Acute hormonal regulation of the epithelial sodium channel (ENaC) in tight epithelia increases transcellular Na(+) transport via trafficking of intracellular channels to the apical surface. The fate of the channels removed from the apical surface following agonist washout is less clear. By repetitively stimulating polarized mouse cortical collecting duct (mCCD, (MPK)CCD(14)) epithelia, we evaluated the hypothesis that ENaC recycles through an intracellular pool to be available for reinsertion into the apical membrane. Short circuit current (I(SC)), membrane capacitance (C(T)), and conductance (G(T)) were recorded from mCCD epithelia mounted in modified Ussing chambers. Surface biotinylation of ENaC demonstrated an increase in channel number in the apical membrane following cAMP stimulation. This increase was accompanied by a 83 +/- 6% (n = 31) increase in I(SC) and a 15.3 +/- 1.5% (n = 15) increase in C(T). Selective membrane permeabilization demonstrated that the C(T) increase was due to an increase in apical membrane capacitance. I(SC) and C(T) declined to basal levels on stimulus washout. Repetitive cAMP stimulation and washout (approximately 1 h each cycle) resulted in response fatigue; DeltaI(SC) decreased approximately 10% per stimulation-recovery cycle. When channel production was blocked by cycloheximide, DeltaI(SC) decreased approximately 15% per stimulation cycle, indicating that newly synthesized ENaC contributed a relatively small fraction of the channels mobilized to the apical membrane. Selective block of surface ENaC by benzamil demonstrated that channels inserted from a subapical pool made up >90% of the stimulated I(SC), and that on restimulation a large proportion of channels retrieved from the apical surface were reinserted into the apical membrane. Channel recycling was disrupted by brefeldin A, which inhibited ENaC exocytosis, by chloroquine, which inhibited ENaC endocytosis and recycling, and by latrunculin A, which blocked ENaC exocytosis.
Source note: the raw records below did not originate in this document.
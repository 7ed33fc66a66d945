use axum::{
    extract::{Extension, State},
    http::StatusCode,
    Json,
};
use validator::Validate;

use crate::{
    error::AppError,
    models::session::Session,
    models::user::{RegisterRequest, User, UserResponse},
    state::AppState,
    utils::password::hash_password,
};

/// POST /api/users/register.
pub async fn register(
    State(state): State<AppState>,
    Json(payload): Json<RegisterRequest>,
) -> Result<(StatusCode, Json<UserResponse>), AppError> {
    payload.validate()?;

    if state.users.username_exists(&payload.username).await? {
        return Err(AppError::Conflict("Username is already taken".to_string()));
    }
    if state.users.email_exists(&payload.email).await? {
        return Err(AppError::Conflict("Email is already registered".to_string()));
    }

    let password_hash = hash_password(&payload.password)?;
    let user = User::new(payload.username, payload.email, password_hash);
    state.users.insert(&user).await?;

    tracing::info!(user_id = %user.id, "user registered");
    Ok((StatusCode::CREATED, Json(UserResponse::from(user))))
}

/// GET /api/users/profile. The account backing an authenticated session can
/// still disappear or be deactivated; that reads as not found.
pub async fn profile(
    State(state): State<AppState>,
    Extension(session): Extension<Session>,
) -> Result<Json<UserResponse>, AppError> {
    let user = state
        .users
        .find_by_id(&session.user_id)
        .await?
        .filter(|user| user.is_active)
        .ok_or_else(|| AppError::NotFound("User not found".to_string()))?;

    Ok(Json(UserResponse::from(user)))
}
A compartment model featuring channel populations in the apical membrane and intracellular recycling pool provided an adequate kinetic description of the I(SC) responses to repetitive stimulation. The model supports the concept of ENaC recycling in response to repetitive cAMP stimulation.

Figure 1.

mCCD epithelia response to forskolin. (A) Typical I_SC and C_T responses to 10 μM basolateral forskolin addition. Amiloride (10 μM) added apically at the I_SC peak demonstrated that >90% of recorded I_SC was I_Na and had little effect on recorded C_T.

Figure 2.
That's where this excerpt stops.